PROBLEM REQUIREMENTS:
Print all the records exactly, please.

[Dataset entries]
____

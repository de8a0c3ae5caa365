//! Durable download progress, keyed by source URL.
//!
//! A [`ProgressRecord`] says which segment indices are already staged. The
//! [`ProgressStore`] trait is the persistence seam: [`ResumeDb`] keeps records
//! in SQLite so a download survives process restarts, and
//! [`MemoryProgressStore`] backs tests.

mod bitmap;
mod db;
mod memory;

pub use bitmap::SegmentBitmap;
pub use db::ResumeDb;
pub use memory::MemoryProgressStore;

use async_trait::async_trait;

/// Which segments of a source have been staged.
#[derive(Debug, Clone, PartialEq, Eq)]
pub struct ProgressRecord {
    pub total_segments: usize,
    /// Indices confirmed written to staging; always within `[0, total_segments)`.
    pub downloaded: SegmentBitmap,
    /// Highest completed index. Diagnostic only: workers finish out of order.
    pub last_downloaded_index: Option<usize>,
}

impl ProgressRecord {
    pub fn new(total_segments: usize) -> Self {
        Self {
            total_segments,
            downloaded: SegmentBitmap::new(total_segments),
            last_downloaded_index: None,
        }
    }

    /// Record `index` as staged. Out-of-range indices are ignored.
    pub fn mark_downloaded(&mut self, index: usize) -> bool {
        if index >= self.total_segments {
            tracing::warn!(index, total = self.total_segments, "ignoring out-of-range segment");
            return false;
        }
        let inserted = self.downloaded.set_completed(index);
        self.last_downloaded_index =
            Some(self.last_downloaded_index.map_or(index, |i| i.max(index)));
        inserted
    }

    /// Forget `index` after its staged bytes were consumed by an assembly
    /// that did not complete.
    pub fn unmark(&mut self, index: usize) -> bool {
        self.downloaded.clear_completed(index)
    }

    pub fn is_downloaded(&self, index: usize) -> bool {
        self.downloaded.is_completed(index)
    }

    pub fn downloaded_count(&self) -> usize {
        self.downloaded.count_completed()
    }

    pub fn is_complete(&self) -> bool {
        self.downloaded.all_completed(self.total_segments)
    }

    /// Fraction complete in [0.0, 1.0].
    pub fn fraction(&self) -> f64 {
        if self.total_segments == 0 {
            return 1.0;
        }
        (self.downloaded_count() as f64 / self.total_segments as f64).min(1.0)
    }
}

#[derive(Debug, thiserror::Error)]
pub enum StoreError {
    #[error("progress database: {0}")]
    Db(#[from] sqlx::Error),
    #[error("progress database: {0}")]
    Io(#[from] std::io::Error),
}

/// Durable key/value mapping from source URL to its progress record.
#[async_trait]
pub trait ProgressStore: Send + Sync {
    async fn get(&self, source_url: &str) -> Result<Option<ProgressRecord>, StoreError>;
    async fn put(&self, source_url: &str, record: &ProgressRecord) -> Result<(), StoreError>;
    async fn delete(&self, source_url: &str) -> Result<(), StoreError>;
    /// All stored records, for status display.
    async fn list(&self) -> Result<Vec<(String, ProgressRecord)>, StoreError>;
}

#[cfg(test)]
mod tests {
    use super::*;

    #[test]
    fn mark_downloaded_tracks_last_index_and_count() {
        let mut r = ProgressRecord::new(4);
        assert!(r.mark_downloaded(2));
        assert!(r.mark_downloaded(0));
        assert!(!r.mark_downloaded(2));
        assert_eq!(r.downloaded_count(), 2);
        assert_eq!(r.last_downloaded_index, Some(2));
        assert!((r.fraction() - 0.5).abs() < 1e-9);
        assert!(!r.is_complete());
    }

    #[test]
    fn out_of_range_index_is_ignored() {
        let mut r = ProgressRecord::new(2);
        assert!(!r.mark_downloaded(2));
        assert_eq!(r.downloaded_count(), 0);
        assert_eq!(r.last_downloaded_index, None);
    }

    #[test]
    fn empty_record_is_complete() {
        let r = ProgressRecord::new(0);
        assert!(r.is_complete());
        assert_eq!(r.fraction(), 1.0);
    }
}
//! CLI parse tests.

use super::{Cli, CliCommand};
use clap::Parser;

pub(super) fn parse(args: &[&str]) -> CliCommand {
    let cli = Cli::try_parse_from(args).unwrap();
    cli.command
}
//! `hlsdl status` – show stored download progress.

use anyhow::Result;
use hlsdl_core::DownloadSession;

pub async fn run_status(session: &DownloadSession) -> Result<()> {
    let records = session.records().await?;
    if records.is_empty() {
        println!("No downloads in progress.");
    } else {
        println!("{:<12} {:<8} {}", "SEGMENTS", "DONE", "URL");
        for (url, record) in records {
            let state = if record.is_complete() { "ready" } else { "partial" };
            println!(
                "{:<12} {:<8} {}",
                format!("{}/{}", record.downloaded_count(), record.total_segments),
                state,
                url
            );
        }
    }
    Ok(())
}
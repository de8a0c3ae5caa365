//! libcurl transport. Each fetch runs one `Easy` handle on the blocking pool.

use std::time::Duration;

use async_trait::async_trait;
use curl::easy::Easy;
use tokio_util::sync::CancellationToken;

use super::{ByteTransport, Fetched, TransportError};
use crate::config::HttpConfig;

#[derive(Debug, Clone, Default)]
pub struct CurlTransport {
    http: HttpConfig,
}

impl CurlTransport {
    pub fn new(http: HttpConfig) -> Self {
        Self { http }
    }
}

#[async_trait]
impl ByteTransport for CurlTransport {
    async fn fetch(&self, url: &str, token: &CancellationToken) -> Result<Fetched, TransportError> {
        if token.is_cancelled() {
            return Err(TransportError::Cancelled);
        }
        let url = url.to_string();
        let http = self.http.clone();
        let cancel = token.clone();
        let handle = tokio::task::spawn_blocking(move || fetch_blocking(&url, &http, &cancel));

        // The blocking transfer notices the token from its progress callback;
        // the caller is released right away.
        tokio::select! {
            res = handle => res?,
            _ = token.cancelled() => Err(TransportError::Cancelled),
        }
    }
}

/// GET `url` into memory. Runs in the current thread.
fn fetch_blocking(
    url: &str,
    http: &HttpConfig,
    cancel: &CancellationToken,
) -> Result<Fetched, TransportError> {
    let mut body = Vec::new();

    let mut easy = Easy::new();
    easy.url(url)?;
    easy.follow_location(true)?;
    easy.connect_timeout(Duration::from_secs(http.connect_timeout_secs))?;
    // Low-speed timeout instead of a wall-clock one: slow links still finish.
    easy.low_speed_limit(http.low_speed_limit_bytes)?;
    easy.low_speed_time(Duration::from_secs(http.low_speed_time_secs))?;
    if let Some(ua) = &http.user_agent {
        easy.useragent(ua)?;
    }
    easy.progress(true)?;

    {
        let mut transfer = easy.transfer();
        transfer.write_function(|data| {
            body.extend_from_slice(data);
            Ok(data.len())
        })?;
        // Returning false aborts the transfer and closes the connection.
        transfer.progress_function(|_, _, _, _| !cancel.is_cancelled())?;
        if let Err(e) = transfer.perform() {
            if e.is_aborted_by_callback() && cancel.is_cancelled() {
                return Err(TransportError::Cancelled);
            }
            return Err(TransportError::Curl(e));
        }
    }

    let status = easy.response_code()?;
    tracing::trace!(url, status, bytes = body.len(), "transfer finished");
    Ok(Fetched { status, body })
}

____

COMPLETED EXERCISE:
repository de8a0c3ae5caa365
//! Durable download progress, keyed by source URL.
//!
//! A [`ProgressRecord`] says which segment indices are already staged. The
//! [`ProgressStore`] trait is the persistence seam: [`ResumeDb`] keeps records
//! in SQLite so a download survives process restarts, and
//! [`MemoryProgressStore`] backs tests.

mod bitmap;
mod db;
mod memory;

pub use bitmap::SegmentBitmap;
pub use db::ResumeDb;
pub use memory::MemoryProgressStore;

use async_trait::async_trait;

/// Which segments of a source have been staged.
#[derive(Debug, Clone, PartialEq, Eq)]
pub struct ProgressRecord {
    pub total_segments: usize,
    /// Indices confirmed written to staging; always within `[0, total_segments)`.
    pub downloaded: SegmentBitmap,
    /// Highest completed index. Diagnostic only: workers finish out of order.
    pub last_downloaded_index: Option<usize>,
}

impl ProgressRecord {
    pub fn new(total_segments: usize) -> Self {
        Self {
            total_segments,
            downloaded: SegmentBitmap::new(total_segments),
            last_downloaded_index: None,
        }
    }

    /// Record `index` as staged. Out-of-range indices are ignored.
    pub fn mark_downloaded(&mut self, index: usize) -> bool {
        if index >= self.total_segments {
            tracing::warn!(index, total = self.total_segments, "ignoring out-of-range segment");
            return false;
        }
        let inserted = self.downloaded.set_completed(index);
        self.last_downloaded_index =
            Some(self.last_downloaded_index.map_or(index, |i| i.max(index)));
        inserted
    }

    /// Forget `index` after its staged bytes were consumed by an assembly
    /// that did not complete.
    pub fn unmark(&mut self, index: usize) -> bool {
        self.downloaded.clear_completed(index)
    }

    pub fn is_downloaded(&self, index: usize) -> bool {
        self.downloaded.is_completed(index)
    }

    pub fn downloaded_count(&self) -> usize {
        self.downloaded.count_completed()
    }

    pub fn is_complete(&self) -> bool {
        self.downloaded.all_completed(self.total_segments)
    }

    /// Fraction complete in [0.0, 1.0].
    pub fn fraction(&self) -> f64 {
        if self.total_segments == 0 {
            return 1.0;
        }
        (self.downloaded_count() as f64 / self.total_segments as f64).min(1.0)
    }
}

#[derive(Debug, thiserror::Error)]
pub enum StoreError {
    #[error("progress database: {0}")]
    Db(#[from] sqlx::Error),
    #[error("progress database: {0}")]
    Io(#[from] std::io::Error),
}

/// Durable key/value mapping from source URL to its progress record.
#[async_trait]
pub trait ProgressStore: Send + Sync {
    async fn get(&self, source_url: &str) -> Result<Option<ProgressRecord>, StoreError>;
    async fn put(&self, source_url: &str, record: &ProgressRecord) -> Result<(), StoreError>;
    async fn delete(&self, source_url: &str) -> Result<(), StoreError>;
    /// All stored records, for status display.
    async fn list(&self) -> Result<Vec<(String, ProgressRecord)>, StoreError>;
}

#[cfg(test)]
mod tests {
    use super::*;

    #[test]
    fn mark_downloaded_tracks_last_index_and_count() {
        let mut r = ProgressRecord::new(4);
        assert!(r.mark_downloaded(2));
        assert!(r.mark_downloaded(0));
        assert!(!r.mark_downloaded(2));
        assert_eq!(r.downloaded_count(), 2);
        assert_eq!(r.last_downloaded_index, Some(2));
        assert!((r.fraction() - 0.5).abs() < 1e-9);
        assert!(!r.is_complete());
    }

    #[test]
    fn out_of_range_index_is_ignored() {
        let mut r = ProgressRecord::new(2);
        assert!(!r.mark_downloaded(2));
        assert_eq!(r.downloaded_count(), 0);
        assert_eq!(r.last_downloaded_index, None);
    }

    #[test]
    fn empty_record_is_complete() {
        let r = ProgressRecord::new(0);
        assert!(r.is_complete());
        assert_eq!(r.fraction(), 1.0);
    }
}
//! CLI parse tests.

use super::{Cli, CliCommand};
use clap::Parser;

pub(super) fn parse(args: &[&str]) -> CliCommand {
    let cli = Cli::try_parse_from(args).unwrap();
    cli.command
}
//! `hlsdl status` – show stored download progress.

use anyhow::Result;
use hlsdl_core::DownloadSession;

pub async fn run_status(session: &DownloadSession) -> Result<()> {
    let records = session.records().await?;
    if records.is_empty() {
        println!("No downloads in progress.");
    } else {
        println!("{:<12} {:<8} {}", "SEGMENTS", "DONE", "URL");
        for (url, record) in records {
            let state = if record.is_complete() { "ready" } else { "partial" };
            println!(
                "{:<12} {:<8} {}",
                format!("{}/{}", record.downloaded_count(), record.total_segments),
                state,
                url
            );
        }
    }
    Ok(())
}
repository de8a0c3ae5caa365
//! libcurl transport. Each fetch runs one `Easy` handle on the blocking pool.

use std::time::Duration;

use async_trait::async_trait;
use curl::easy::Easy;
use tokio_util::sync::CancellationToken;

use super::{ByteTransport, Fetched, TransportError};
use crate::config::HttpConfig;

#[derive(Debug, Clone, Default)]
pub struct CurlTransport {
    http: HttpConfig,
}

impl CurlTransport {
    pub fn new(http: HttpConfig) -> Self {
        Self { http }
    }
}

#[async_trait]
impl ByteTransport for CurlTransport {
    async fn fetch(&self, url: &str, token: &CancellationToken) -> Result<Fetched, TransportError> {
        if token.is_cancelled() {
            return Err(TransportError::Cancelled);
        }
        let url = url.to_string();
        let http = self.http.clone();
        let cancel = token.clone();
        let handle = tokio::task::spawn_blocking(move || fetch_blocking(&url, &http, &cancel));

        // The blocking transfer notices the token from its progress callback;
        // the caller is released right away.
        tokio::select! {
            res = handle => res?,
            _ = token.cancelled() => Err(TransportError::Cancelled),
        }
    }
}

/// GET `url` into memory. Runs in the current thread.
fn fetch_blocking(
    url: &str,
    http: &HttpConfig,
    cancel: &CancellationToken,
) -> Result<Fetched, TransportError> {
    let mut body = Vec::new();

    let mut easy = Easy::new();
    easy.url(url)?;
    easy.follow_location(true)?;
    easy.connect_timeout(Duration::from_secs(http.connect_timeout_secs))?;
    // Low-speed timeout instead of a wall-clock one: slow links still finish.
    easy.low_speed_limit(http.low_speed_limit_bytes)?;
    easy.low_speed_time(Duration::from_secs(http.low_speed_time_secs))?;
    if let Some(ua) = &http.user_agent {
        easy.useragent(ua)?;
    }
    easy.progress(true)?;

    {
        let mut transfer = easy.transfer();
        transfer.write_function(|data| {
            body.extend_from_slice(data);
            Ok(data.len())
        })?;
        // Returning false aborts the transfer and closes the connection.
        transfer.progress_function(|_, _, _, _| !cancel.is_cancelled())?;
        if let Err(e) = transfer.perform() {
            if e.is_aborted_by_callback() && cancel.is_cancelled() {
                return Err(TransportError::Cancelled);
            }
            return Err(TransportError::Curl(e));
        }
    }

    let status = easy.response_code()?;
    tracing::trace!(url, status, bytes = body.len(), "transfer finished");
    Ok(Fetched { status, body })
}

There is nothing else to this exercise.